Functional lighting: lights to keep plants alive


All plants require light to survive. It provides the energy they need to convert water (taken in through the roots) and carbon dioxide (absorbed by the leaves) into the carbohydrates that make up the structure of a plant. This process is called photosynthesis, which means “assembly by light”.

The conditions inside buildings are very different from those in nature so interior landscapers need to understand how different plants use light and how they adapt to life indoors.

Light spectrum

Any source of electromagnetic radiation, whether it is the sun or an artificial radiator, emits a certain amount of energy consisting of electromagnetic vibrations. This radiant energy spreads out from the source as a wave motion having a constant speed, but varying wavelengths. The principal types of electromagnetic radiation can be arranged, in wavelength order, into what is called the electromagnetic spectrum.

Photosynthesis may take place only in the presence of chlorophyll, a magnesium containing pigment found in the leaves and stems of all green plants. Chlorophyll absorbs light most strongly in the red and violet/blue portions of the spectrum and least strongly in the green portion. Hence, when natural light shines on a plant mainly green light is reflected and the specimen appears green.

Variations in leaf colour occur when there is either a shortage of chlorophyll, e.g. in the white/cream parts of variegated leaves, or the green colour of the chlorophyll is masked by other pigments, such as the yellow and red carotenoids.


Light sources

The light that indoor plants receive comes from many different sources. Both daylight and light from artificial sources are used by the plant for photosynthesis. Natural daylight, if available in sufficient intensity and duration, is the cheapest and best. However, the amount of sunlight getting through to the inside of a building can be surprisingly low. Outside on a bright, sunny day there may be 50,000 lux (1 lux = 0.093 foot candles), but the absorbing or blocking effects of glass, blinds, furniture, walls and the shading from surrounding buildings can reduce this to a few hundred lux inside a room.

For interior landscapes, artificial light often needs to be provided as a substitute or supplement for natural light. From a plant’s point of view, the quality of the artificial light depends on the type of lamp providing it. There are three main types of artificial light used in buildings, incandescent, fluorescent and gas discharge. They are described below.

Incandescent lighting

Incandescent, “filament” type lighting is generally unsuitable for photosynthesis because they produce light high in the orange/red bands, which may cause excessive elongation of the plants. Some tungsten lamps are given a blue filter and called “plant lights” but these tend to be short lived and uneconomic to run as a principal source of illumination. However, when used in spots and/or pendant luminaires they can be useful in providing accent lighting on flower or plant displays.

Halogen lighting

Halogen lights are a type of incandescent lamp that are increasingly popular in buildings. They are small but produce a lot of light and they are often mounted as spot lights. The quality of light produced is satisfactory for plant growth, and there are some very nice 'plant lights' sold as an accessory for indoor plant displays. There are, however, two disadvantages that must be considered.

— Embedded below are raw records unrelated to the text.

//! World struct for Cucumber BDD tests
//!
//! Holds the browser session that persists across steps in a scenario.

use cucumber::World;
use std::fmt;
use std::sync::Arc;
use std::time::Duration;

use todolist_acceptance::config::DEFAULT_LANDING_URL;
use todolist_acceptance::{AcceptanceConfig, AnyLauncher, DriverKind, Session, StepBinder, StepKeyword};

/// Login page of the simulated application.
const SIMULATED_LOGIN_URL: &str = "http://localhost:8080/login";

/// Test world that holds state across steps in a Cucumber scenario.
#[derive(World)]
#[world(init = Self::new)]
pub struct AcceptanceWorld {
    /// Browser session for the current scenario
    pub session: Session<AnyLauncher>,
    /// Phrase to handler bindings
    pub binder: StepBinder,
}

impl fmt::Debug for AcceptanceWorld {
    fn fmt(&self, f: &mut fmt::Formatter<'_>) -> fmt::Result {
        f.debug_struct("AcceptanceWorld")
            .field("session", &self.session)
            .field("binder", &format!("<{} steps bound>", self.binder.len()))
            .finish()
    }
}

impl Default for AcceptanceWorld {
    fn default() -> Self {
        Self::new()
    }
}

/// Chrome when `ACCEPTANCE_DRIVER=chrome`, otherwise the simulated app.
fn scenario_config() -> AcceptanceConfig {
    match std::env::var("ACCEPTANCE_DRIVER") {
        Ok(driver) if driver.eq_ignore_ascii_case("chrome") => AcceptanceConfig::from_env()
            .unwrap_or_else(|e| panic!("Failed to load acceptance configuration: {}", e)),
        _ => AcceptanceConfig::new(DEFAULT_LANDING_URL, SIMULATED_LOGIN_URL)
            .with_driver(DriverKind::Simulated)
            .with_poll_interval(Duration::from_millis(50)),
    }
}

impl AcceptanceWorld {
    pub fn new() -> Self {
        let config = Arc::new(scenario_config());
        let launcher = AnyLauncher::from_config(&config);
        let binder = StepBinder::with_default_steps()
            .unwrap_or_else(|e| panic!("Failed to register steps: {}", e));

        Self {
            session: Session::new(config, launcher),
            binder,
        }
    }

    /// Run one step through the binder, failing the scenario on error.
    pub async fn run(&mut self, keyword: StepKeyword, text: &str) {
        if let Err(e) = self.binder.execute(&mut self.session, keyword, text).await {
            panic!("{} {}: {}", keyword, text, e);
        }
    }
}
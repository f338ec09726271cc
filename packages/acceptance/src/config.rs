//! Configuration for the acceptance steps
//!
//! All environment-derived settings are gathered into one explicit
//! [`AcceptanceConfig`] that is handed to the session at scenario start.
//! Missing required values fail at load time rather than surfacing later as
//! a confusing redirect mismatch.
//!
//! # Environment
//!
//! | Variable | Required | Default |
//! |---|---|---|
//! | `VITE_LOGIN_SIGN_UP` | yes | |
//! | `ACCEPTANCE_LANDING_URL` | no | `http://localhost:8080/` |
//! | `ACCEPTANCE_WAIT_TIMEOUT_SECS` | no | `10` |
//! | `ACCEPTANCE_POLL_INTERVAL_MS` | no | `500` |
//! | `ACCEPTANCE_HEADLESS` | no | `true` |
//! | `ACCEPTANCE_DRIVER` | no | `chrome` |
//!
//! A `.env` file in the working directory (or any parent) is loaded first;
//! variables already set in the process environment win.
//!
//! Blank optional variables take their default. A value that does not parse
//! is a configuration error.

use std::fmt;
use std::str::FromStr;
use std::time::Duration;

use url::Url;

use crate::error::{AcceptanceError, Result};
use crate::pages::{PageRegistry, HOME, LANDING, LOGIN_SIGN_UP};

/// Landing page of the application under test.
pub const DEFAULT_LANDING_URL: &str = "http://localhost:8080/";

/// Environment variable holding the hosted login / sign-up URL.
pub const LOGIN_SIGN_UP_ENV: &str = "VITE_LOGIN_SIGN_UP";

/// Upper bound for every explicit wait.
pub const DEFAULT_WAIT_TIMEOUT: Duration = Duration::from_secs(10);

/// How often a wait re-checks the page.
pub const DEFAULT_POLL_INTERVAL: Duration = Duration::from_millis(500);

/// Which browser driver backs the session.
#[derive(Debug, Clone, Copy, PartialEq, Eq, Default)]
pub enum DriverKind {
    /// Real Chrome over the DevTools protocol
    #[default]
    Chrome,
    /// In-memory model of the application
    Simulated,
}

impl FromStr for DriverKind {
    type Err = AcceptanceError;

    fn from_str(s: &str) -> Result<Self> {
        match s.trim().to_ascii_lowercase().as_str() {
            "chrome" => Ok(DriverKind::Chrome),
            "simulated" => Ok(DriverKind::Simulated),
            other => Err(AcceptanceError::Config(format!(
                "unknown driver '{}', expected 'chrome' or 'simulated'",
                other
            ))),
        }
    }
}

impl fmt::Display for DriverKind {
    fn fmt(&self, f: &mut fmt::Formatter<'_>) -> fmt::Result {
        match self {
            DriverKind::Chrome => write!(f, "chrome"),
            DriverKind::Simulated => write!(f, "simulated"),
        }
    }
}

#[derive(Debug, Clone)]
pub struct AcceptanceConfig {
    pub landing_url: String,
    pub login_sign_up_url: String,
    pub pages: PageRegistry,
    pub wait_timeout: Duration,
    pub poll_interval: Duration,
    pub headless: bool,
    pub driver: DriverKind,
}

impl AcceptanceConfig {
    /// Build a configuration from explicit URLs.
    ///
    /// The page registry is seeded with `landing`, `home` and
    /// `login_sign_up`. Call [`validate`](Self::validate) before use when the
    /// URLs come from user input.
    pub fn new(landing_url: impl Into<String>, login_sign_up_url: impl Into<String>) -> Self {
        let landing_url = landing_url.into();
        let login_sign_up_url = login_sign_up_url.into();

        let mut pages = PageRegistry::new()
            .with_page(LANDING, landing_url.clone())
            .with_page(LOGIN_SIGN_UP, login_sign_up_url.clone());
        if let Ok(home) = Url::parse(&landing_url).and_then(|base| base.join("home")) {
            pages.insert(HOME, home.to_string());
        }

        Self {
            landing_url,
            login_sign_up_url,
            pages,
            wait_timeout: DEFAULT_WAIT_TIMEOUT,
            poll_interval: DEFAULT_POLL_INTERVAL,
            headless: true,
            driver: DriverKind::default(),
        }
    }

    /// Load from `.env` and the process environment, then validate.
    pub fn from_env() -> Result<Self> {
        if let Err(e) = dotenvy::dotenv() {
            if !e.not_found() {
                return Err(AcceptanceError::Config(format!("failed to load .env: {}", e)));
            }
        }
        Self::from_lookup(|key| std::env::var(key).ok())
    }

    /// Load from an arbitrary variable lookup, then validate.
    pub fn from_lookup<F>(lookup: F) -> Result<Self>
    where
        F: Fn(&str) -> Option<String>,
    {
        let login_sign_up_url = lookup(LOGIN_SIGN_UP_ENV)
            .filter(|v| !v.trim().is_empty())
            .ok_or_else(|| AcceptanceError::Config(format!("{} not set", LOGIN_SIGN_UP_ENV)))?;

        let landing_url = lookup("ACCEPTANCE_LANDING_URL")
            .filter(|v| !v.trim().is_empty())
            .unwrap_or_else(|| DEFAULT_LANDING_URL.to_string());

        let wait_timeout_secs = parse_var(&lookup, "ACCEPTANCE_WAIT_TIMEOUT_SECS", u64::from_str)?
            .unwrap_or(DEFAULT_WAIT_TIMEOUT.as_secs());

        let poll_interval_ms = parse_var(&lookup, "ACCEPTANCE_POLL_INTERVAL_MS", u64::from_str)?
            .unwrap_or(DEFAULT_POLL_INTERVAL.as_millis() as u64);

        let headless = parse_var(&lookup, "ACCEPTANCE_HEADLESS", parse_flag)?.unwrap_or(true);

        let driver = match lookup("ACCEPTANCE_DRIVER") {
            Some(v) if !v.trim().is_empty() => v.parse()?,
            _ => DriverKind::default(),
        };

        let config = Self::new(landing_url, login_sign_up_url.trim())
            .with_wait_timeout(Duration::from_secs(wait_timeout_secs))
            .with_poll_interval(Duration::from_millis(poll_interval_ms))
            .with_headless(headless)
            .with_driver(driver);
        config.validate()?;
        Ok(config)
    }

    pub fn with_wait_timeout(mut self, timeout: Duration) -> Self {
        self.wait_timeout = timeout;
        self
    }

    pub fn with_poll_interval(mut self, interval: Duration) -> Self {
        self.poll_interval = interval;
        self
    }

    pub fn with_headless(mut self, headless: bool) -> Self {
        self.headless = headless;
        self
    }

    pub fn with_driver(mut self, driver: DriverKind) -> Self {
        self.driver = driver;
        self
    }

    pub fn with_page(mut self, name: impl Into<String>, url: impl Into<String>) -> Self {
        self.pages.insert(name, url);
        self
    }

    /// Check URLs and timing bounds.
    pub fn validate(&self) -> Result<()> {
        validate_url("landing URL", &self.landing_url)?;
        validate_url(LOGIN_SIGN_UP_ENV, &self.login_sign_up_url)?;
        for (name, url) in self.pages.iter() {
            validate_url(&format!("page '{}'", name), url)?;
        }

        if self.poll_interval.is_zero() {
            return Err(AcceptanceError::Config(
                "poll interval must be greater than zero".into(),
            ));
        }
        if self.poll_interval > self.wait_timeout {
            return Err(AcceptanceError::Config(format!(
                "poll interval {:?} exceeds wait timeout {:?}",
                self.poll_interval, self.wait_timeout
            )));
        }
        Ok(())
    }
}

/// Parse an optional variable. Unset or blank is `None`; anything else must parse.
fn parse_var<F, T, E>(lookup: &F, key: &str, parse: fn(&str) -> std::result::Result<T, E>) -> Result<Option<T>>
where
    F: Fn(&str) -> Option<String>,
    E: fmt::Display,
{
    match lookup(key) {
        Some(v) if !v.trim().is_empty() => parse(v.trim())
            .map(Some)
            .map_err(|e| AcceptanceError::Config(format!("{} '{}' is invalid: {}", key, v, e))),
        _ => Ok(None),
    }
}

fn parse_flag(value: &str) -> std::result::Result<bool, String> {
    match value.to_ascii_lowercase().as_str() {
        "true" | "1" | "yes" | "on" => Ok(true),
        "false" | "0" | "no" | "off" => Ok(false),
        _ => Err("expected true/false, 1/0, yes/no or on/off".to_string()),
    }
}

fn validate_url(what: &str, value: &str) -> Result<()> {
    let url = Url::parse(value)
        .map_err(|e| AcceptanceError::Config(format!("{} '{}' is not a URL: {}", what, value, e)))?;
    match url.scheme() {
        "http" | "https" => Ok(()),
        scheme => Err(AcceptanceError::Config(format!(
            "{} '{}' must use http or https, not {}",
            what, value, scheme
        ))),
    }
}
//! Todolist acceptance steps
//!
//! Browser-driven acceptance tests for the todolist landing, login and
//! sign-up flows. This library provides:
//! - An explicit configuration and page registry built from the environment
//! - A browser driver abstraction with Chrome and in-memory implementations
//! - Bounded waits and layout-tolerant element targets
//! - Step handlers and a step binder that rejects duplicate phrases
//!
//! # Example
//!
//! ```ignore
//! use std::sync::Arc;
//! use todolist_acceptance::{AcceptanceConfig, AnyLauncher, Session, StepBinder, StepKeyword};
//!
//! let config = Arc::new(AcceptanceConfig::from_env()?);
//! let mut session = Session::new(config.clone(), AnyLauncher::from_config(&config));
//! let binder = StepBinder::with_default_steps()?;
//!
//! binder.execute(&mut session, StepKeyword::Given, "a new user,").await?;
//! binder.execute(&mut session, StepKeyword::When, "they visit the landing page").await?;
//! session.close().await?;
//! ```

pub mod binder;
pub mod config;
pub mod driver;
pub mod error;
pub mod locator;
pub mod pages;
pub mod scenarios;
pub mod session;
pub mod steps;
pub mod ui;
pub mod wait;

// Re-export commonly used items
pub use binder::{StepAction, StepBinder, StepKeyword, StepMatch};
pub use config::{AcceptanceConfig, DriverKind};
pub use driver::{AnyDriver, AnyLauncher, BrowserDriver, ElementState, Launcher};
pub use error::{AcceptanceError, Result};
pub use locator::{Locator, Strategy, Target};
pub use pages::PageRegistry;
pub use scenarios::{run_scenario, Scenario, ScenarioReport};
pub use session::Session;
pub use ui::SignUpDetails;
pub use wait::{Condition, Wait};

/// Library version
pub const VERSION: &str = env!("CARGO_PKG_VERSION");
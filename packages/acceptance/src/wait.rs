//! Bounded polling waits
//!
//! Used before touching elements that the application renders
//! asynchronously. A wait polls every candidate locator of a [`Target`]
//! until the condition holds or the timeout elapses; there is no retry
//! beyond the bound.

use std::fmt;
use std::time::Duration;

use tokio::time::Instant;
use tracing::{debug, warn};

use crate::config::{DEFAULT_POLL_INTERVAL, DEFAULT_WAIT_TIMEOUT};
use crate::driver::{BrowserDriver, ElementState};
use crate::error::{AcceptanceError, Result};
use crate::locator::Target;

#[derive(Debug, Clone, Copy, PartialEq, Eq)]
pub enum Condition {
    /// Attached to the DOM
    Present,
    /// Present and displayed
    Visible,
    /// Visible and enabled
    Clickable,
}

impl Condition {
    pub fn is_met(self, state: ElementState) -> bool {
        match self {
            Condition::Present => state.present,
            Condition::Visible => state.present && state.visible,
            Condition::Clickable => state.present && state.visible && state.enabled,
        }
    }
}

impl fmt::Display for Condition {
    fn fmt(&self, f: &mut fmt::Formatter<'_>) -> fmt::Result {
        match self {
            Condition::Present => write!(f, "present"),
            Condition::Visible => write!(f, "visible"),
            Condition::Clickable => write!(f, "clickable"),
        }
    }
}

#[derive(Debug, Clone, Copy, PartialEq, Eq)]
pub struct Wait {
    pub timeout: Duration,
    pub poll_interval: Duration,
}

impl Default for Wait {
    fn default() -> Self {
        Self::new(DEFAULT_WAIT_TIMEOUT, DEFAULT_POLL_INTERVAL)
    }
}

impl Wait {
    pub fn new(timeout: Duration, poll_interval: Duration) -> Self {
        Self {
            timeout,
            poll_interval,
        }
    }

    /// Poll until `target` satisfies `condition`, then return the element.
    ///
    /// Absence is polled through; any other driver error ends the wait
    /// immediately.
    pub async fn until<D: BrowserDriver>(
        &self,
        driver: &D,
        target: &Target,
        condition: Condition,
    ) -> Result<D::Element> {
        let started = Instant::now();
        let deadline = started + self.timeout;

        loop {
            for (index, locator) in target.candidates.iter().enumerate() {
                if !condition.is_met(driver.element_state(locator).await?) {
                    continue;
                }
                match driver.find_element(locator).await {
                    Ok(element) => {
                        if index > 0 {
                            warn!(target_name = target.name, %locator, "waited on fallback locator");
                        }
                        debug!(
                            target_name = target.name,
                            %condition,
                            elapsed_ms = started.elapsed().as_millis() as u64,
                            "wait satisfied"
                        );
                        return Ok(element);
                    }
                    // Detached between state check and lookup; poll again.
                    Err(AcceptanceError::LocatorNotFound { .. }) => {}
                    Err(e) => return Err(e),
                }
            }

            let now = Instant::now();
            if now >= deadline {
                return Err(AcceptanceError::WaitTimeout {
                    target: target.to_string(),
                    condition: condition.to_string(),
                    timeout: self.timeout,
                });
            }
            tokio::time::sleep(self.poll_interval.min(deadline - now)).await;
        }
    }
}
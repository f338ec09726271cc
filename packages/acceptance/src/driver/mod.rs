//! Browser driver abstraction
//!
//! Steps talk to the browser only through [`BrowserDriver`], so the same
//! step code drives a real Chrome ([`chrome`]) or the in-memory model of the
//! application ([`simulated`]).

pub mod chrome;
pub mod simulated;

use async_trait::async_trait;
use serde::{Deserialize, Serialize};

use crate::config::{AcceptanceConfig, DriverKind};
use crate::error::{AcceptanceError, Result};
use crate::locator::Locator;

pub use chrome::{ChromeDriver, ChromeLauncher};
pub use simulated::{Action, Journal, SimulatedBrowser, SimulatedLauncher, SimulatedSite};

/// Snapshot of an element as seen by a wait condition.
#[derive(Debug, Clone, Copy, Default, PartialEq, Eq, Serialize, Deserialize)]
pub struct ElementState {
    pub present: bool,
    pub visible: bool,
    pub enabled: bool,
}

impl ElementState {
    pub const ABSENT: ElementState = ElementState {
        present: false,
        visible: false,
        enabled: false,
    };
}

/// Operations the steps need from a browser.
///
/// `find_element` is an immediate lookup and fails with
/// [`AcceptanceError::LocatorNotFound`]; `element_state` never fails for an
/// absent element, which is what lets waits poll it.
#[async_trait]
pub trait BrowserDriver: Send + Sync {
    type Element: Send + Sync;

    async fn navigate(&self, url: &str) -> Result<()>;

    async fn current_url(&self) -> Result<String>;

    async fn element_state(&self, locator: &Locator) -> Result<ElementState>;

    async fn find_element(&self, locator: &Locator) -> Result<Self::Element>;

    async fn click(&self, element: &Self::Element) -> Result<()>;

    async fn send_keys(&self, element: &Self::Element, text: &str) -> Result<()>;

    /// Close the browser. Calling it twice is not an error.
    async fn quit(&mut self) -> Result<()>;
}

/// Produces a fresh driver for each scenario.
#[async_trait]
pub trait Launcher: Send + Sync {
    type Driver: BrowserDriver;

    async fn launch(&self) -> Result<Self::Driver>;
}

/// Either driver, chosen at runtime from [`DriverKind`].
pub enum AnyDriver {
    Chrome(ChromeDriver),
    Simulated(SimulatedBrowser),
}

pub enum AnyElement {
    Chrome(chromiumoxide::Element),
    Simulated(simulated::SimElementRef),
}

fn foreign_element() -> AcceptanceError {
    AcceptanceError::Browser("element handle belongs to a different driver".into())
}

#[async_trait]
impl BrowserDriver for AnyDriver {
    type Element = AnyElement;

    async fn navigate(&self, url: &str) -> Result<()> {
        match self {
            AnyDriver::Chrome(d) => d.navigate(url).await,
            AnyDriver::Simulated(d) => d.navigate(url).await,
        }
    }

    async fn current_url(&self) -> Result<String> {
        match self {
            AnyDriver::Chrome(d) => d.current_url().await,
            AnyDriver::Simulated(d) => d.current_url().await,
        }
    }

    async fn element_state(&self, locator: &Locator) -> Result<ElementState> {
        match self {
            AnyDriver::Chrome(d) => d.element_state(locator).await,
            AnyDriver::Simulated(d) => d.element_state(locator).await,
        }
    }

    async fn find_element(&self, locator: &Locator) -> Result<AnyElement> {
        match self {
            AnyDriver::Chrome(d) => d.find_element(locator).await.map(AnyElement::Chrome),
            AnyDriver::Simulated(d) => d.find_element(locator).await.map(AnyElement::Simulated),
        }
    }

    async fn click(&self, element: &AnyElement) -> Result<()> {
        match (self, element) {
            (AnyDriver::Chrome(d), AnyElement::Chrome(e)) => d.click(e).await,
            (AnyDriver::Simulated(d), AnyElement::Simulated(e)) => d.click(e).await,
            _ => Err(foreign_element()),
        }
    }

    async fn send_keys(&self, element: &AnyElement, text: &str) -> Result<()> {
        match (self, element) {
            (AnyDriver::Chrome(d), AnyElement::Chrome(e)) => d.send_keys(e, text).await,
            (AnyDriver::Simulated(d), AnyElement::Simulated(e)) => d.send_keys(e, text).await,
            _ => Err(foreign_element()),
        }
    }

    async fn quit(&mut self) -> Result<()> {
        match self {
            AnyDriver::Chrome(d) => d.quit().await,
            AnyDriver::Simulated(d) => d.quit().await,
        }
    }
}

/// Launcher for [`AnyDriver`].
pub enum AnyLauncher {
    Chrome(ChromeLauncher),
    Simulated(SimulatedLauncher),
}

impl AnyLauncher {
    /// Pick the launcher named by `config.driver`.
    ///
    /// The simulated site is built from the configured URLs so redirect
    /// assertions line up with the page registry.
    pub fn from_config(config: &AcceptanceConfig) -> Self {
        match config.driver {
            DriverKind::Chrome => AnyLauncher::Chrome(ChromeLauncher::new(config.headless)),
            DriverKind::Simulated => {
                AnyLauncher::Simulated(SimulatedLauncher::new(SimulatedSite::todolist(config)))
            }
        }
    }
}

#[async_trait]
impl Launcher for AnyLauncher {
    type Driver = AnyDriver;

    async fn launch(&self) -> Result<AnyDriver> {
        match self {
            AnyLauncher::Chrome(l) => l.launch().await.map(AnyDriver::Chrome),
            AnyLauncher::Simulated(l) => l.launch().await.map(AnyDriver::Simulated),
        }
    }
}
/// URL to page model. Unknown URLs load as empty pages.
#[derive(Debug, Clone, Default)]
pub struct SimulatedSite {
    pages: HashMap<String, SimPage>,
}

impl SimulatedSite {
    pub fn new() -> Self {
        Self::default()
    }

    pub fn with_page(mut self, url: impl Into<String>, page: SimPage) -> Self {
        self.pages.insert(url.into(), page);
        self
    }

    /// The todolist landing page and hosted login / sign-up page.
    ///
    /// Elements only answer to the positional XPaths and link text the live
    /// application exposes; it has no `data-testid` attributes yet.
    pub fn todolist(config: &AcceptanceConfig) -> Self {
        let form_field = |name: &'static str, xpath: &'static str| {
            SimElement::new(name, Locator::xpath(xpath))
                .render_after(Duration::from_millis(200))
                .revealed_later()
        };

        let landing = SimPage::new().with(
            SimElement::new(ui::GET_STARTED_NAME, Locator::xpath(ui::GET_STARTED_XPATH))
                .render_after(Duration::from_millis(300))
                .on_click(ClickEffect::Navigate(config.login_sign_up_url.clone())),
        );

        let login = SimPage::new()
            .with(
                SimElement::new(ui::SIGN_UP_LINK_NAME, Locator::link_text(ui::SIGN_UP_LINK_TEXT))
                    .on_click(ClickEffect::Reveal(vec![
                        ui::USERNAME_NAME,
                        ui::FIRST_NAME_NAME,
                        ui::LAST_NAME_NAME,
                        ui::EMAIL_NAME,
                        ui::PASSWORD_NAME,
                        ui::SUBMIT_NAME,
                    ])),
            )
            .with(form_field(ui::USERNAME_NAME, ui::USERNAME_XPATH))
            .with(form_field(ui::FIRST_NAME_NAME, ui::FIRST_NAME_XPATH))
            .with(form_field(ui::LAST_NAME_NAME, ui::LAST_NAME_XPATH))
            .with(form_field(ui::EMAIL_NAME, ui::EMAIL_XPATH))
            .with(form_field(ui::PASSWORD_NAME, ui::PASSWORD_XPATH))
            .with(
                form_field(ui::SUBMIT_NAME, ui::SUBMIT_XPATH)
                    .on_click(ClickEffect::Reveal(vec![ui::ACCOUNT_MESSAGE_NAME])),
            )
            .with(
                SimElement::new(ui::ACCOUNT_MESSAGE_NAME, Locator::xpath(ui::ACCOUNT_MESSAGE_XPATH))
                    .render_after(Duration::from_millis(500))
                    .revealed_later(),
            );

        Self::new()
            .with_page(config.landing_url.clone(), landing)
            .with_page(config.login_sign_up_url.clone(), login)
    }
}

/// Handle to an element on the page that was loaded when it was found.
#[derive(Debug, Clone, PartialEq, Eq)]
pub struct SimElementRef {
    load_id: u64,
    index: usize,
    name: &'static str,
}

impl fmt::Display for SimElementRef {
    fn fmt(&self, f: &mut fmt::Formatter<'_>) -> fmt::Result {
        write!(f, "{}", self.name)
    }
}

#[derive(Debug)]
struct BrowserState {
    url: String,
    load_id: u64,
    loaded_at: Instant,
    revealed_at: HashMap<usize, Instant>,
    values: HashMap<usize, String>,
    closed: bool,
}

pub struct SimulatedBrowser {
    site: Arc<SimulatedSite>,
    journal: Journal,
    state: Mutex<BrowserState>,
}

impl SimulatedBrowser {
    pub fn new(site: Arc<SimulatedSite>, journal: Journal) -> Self {
        Self {
            site,
            journal,
            state: Mutex::new(BrowserState {
                url: "about:blank".to_string(),
                load_id: 0,
                loaded_at: Instant::now(),
                revealed_at: HashMap::new(),
                values: HashMap::new(),
                closed: false,
            }),
        }
    }

    pub fn journal(&self) -> &Journal {
        &self.journal
    }

    /// Current text of an input, by element name.
    pub fn value_of(&self, name: &str) -> Option<String> {
        let state = self.state.lock().ok()?;
        let page = self.site.pages.get(&state.url)?;
        let index = page.elements.iter().position(|e| e.name == name)?;
        state.values.get(&index).cloned()
    }

    fn state(&self) -> Result<MutexGuard<'_, BrowserState>> {
        let state = self
            .state
            .lock()
            .map_err(|e| AcceptanceError::Browser(format!("simulated browser lock poisoned: {e}")))?;
        if state.closed {
            return Err(AcceptanceError::Browser("browser has been closed".into()));
        }
        Ok(state)
    }

    fn load(&self, state: &mut BrowserState, url: &str) {
        state.url = url.to_string();
        state.load_id += 1;
        state.loaded_at = Instant::now();
        state.revealed_at.clear();
        state.values.clear();
    }

    fn page<'a>(&'a self, state: &BrowserState) -> Option<&'a SimPage> {
        self.site.pages.get(&state.url)
    }

    fn rendered(state: &BrowserState, index: usize, element: &SimElement) -> bool {
        let since = if element.revealed_by_click {
            match state.revealed_at.get(&index) {
                Some(at) => *at,
                None => return false,
            }
        } else {
            state.loaded_at
        };
        Instant::now() >= since + element.render_delay
    }

    /// First rendered element answering to `locator`.
    fn lookup(&self, state: &BrowserState, locator: &Locator) -> Option<(usize, &SimElement)> {
        self.page(state)?
            .elements
            .iter()
            .enumerate()
            .find(|(index, e)| e.locator == *locator && Self::rendered(state, *index, e))
    }

    fn resolve<'a>(&'a self, state: &BrowserState, element: &SimElementRef) -> Result<&'a SimElement> {
        let stale = || AcceptanceError::Browser(format!("stale element reference: {}", element));
        if element.load_id != state.load_id {
            return Err(stale());
        }
        self.page(state)
            .and_then(|p| p.elements.get(element.index))
            .ok_or_else(stale)
    }
}
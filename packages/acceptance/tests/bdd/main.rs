//! BDD test runner for the todolist acceptance steps
//!
//! Runs the Gherkin scenarios in `features/` through the step binder.
//!
//! # Usage
//!
//! Against the in-memory model of the application (default):
//!
//! ```bash
//! cargo test --test bdd -- --nocapture
//! ```
//!
//! Against a running frontend in Chrome:
//!
//! ```bash
//! ACCEPTANCE_DRIVER=chrome VITE_LOGIN_SIGN_UP=https://... cargo test --test bdd
//! ```

// Allow panic/expect in test code - these are appropriate for test setup
#![allow(clippy::expect_used, clippy::panic, clippy::unwrap_used)]

mod steps;
mod world;

use cucumber::World;
use futures::FutureExt;
use std::path::Path;

#[tokio::main]
async fn main() {
    // Initialize tracing subscriber (respects RUST_LOG env var)
    tracing_subscriber::fmt()
        .with_env_filter(tracing_subscriber::EnvFilter::from_default_env())
        .with_test_writer()
        .init();

    // Find the features directory relative to the package
    let manifest_dir = env!("CARGO_MANIFEST_DIR");
    let features_dir = Path::new(manifest_dir)
        .parent() // packages/
        .and_then(|p| p.parent()) // project root
        .map(|p| p.join("features"))
        .expect("Could not find features directory");

    if !features_dir.exists() {
        panic!("Features directory not found: {}", features_dir.display());
    }

    world::AcceptanceWorld::cucumber()
        .max_concurrent_scenarios(1) // One browser at a time
        .after(|_feature, _rule, _scenario, _finished, world| {
            async move {
                // Teardown: the browser never outlives its scenario
                if let Some(world) = world {
                    if let Err(e) = world.session.close().await {
                        tracing::warn!(error = %e, "failed to close browser after scenario");
                    }
                }
            }
            .boxed_local()
        })
        .with_default_cli()
        .run_and_exit(features_dir)
        .await;
}
//! Step definitions for Cucumber BDD tests
//!
//! Every step is forwarded to the library's step binder, which owns the
//! phrase table; cucumber only supplies the keyword and text.

pub mod given;
pub mod then;
pub mod when;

First, many halogen spotlights are focused on a small area, so if they are to be used for plants, it is essential that correct light measurements are made. Illumination levels drop off rapidly away from the centre of illumination.

Secondly, the bulbs get very hot. They should not be placed too close to the leaves of a plant, otherwise the they will be scorched. A distance of at least 50 cm is recommended.

Fluorescent lighting

Fluorescent lighting is probably the most common in offices, restaurants and other commercial buildings. Most are designed for a maximum output in the 550nm band (green/yellow) and are therefore not ideally suited to plant growth, as the 440nm and 660nm bands are deficient. However, some specialist fluorescent tubes reproduce a much fuller spectrum and are becoming more popular in offices where they have been shown to benefit people as well as plants. Compact fluorescent luminaires that replace standard incandescent light bulbs are becoming increasingly popular as they are economical to use and relatively inexpensive to buy. Some compact fluorescent luminaires are also available with near daylight quality.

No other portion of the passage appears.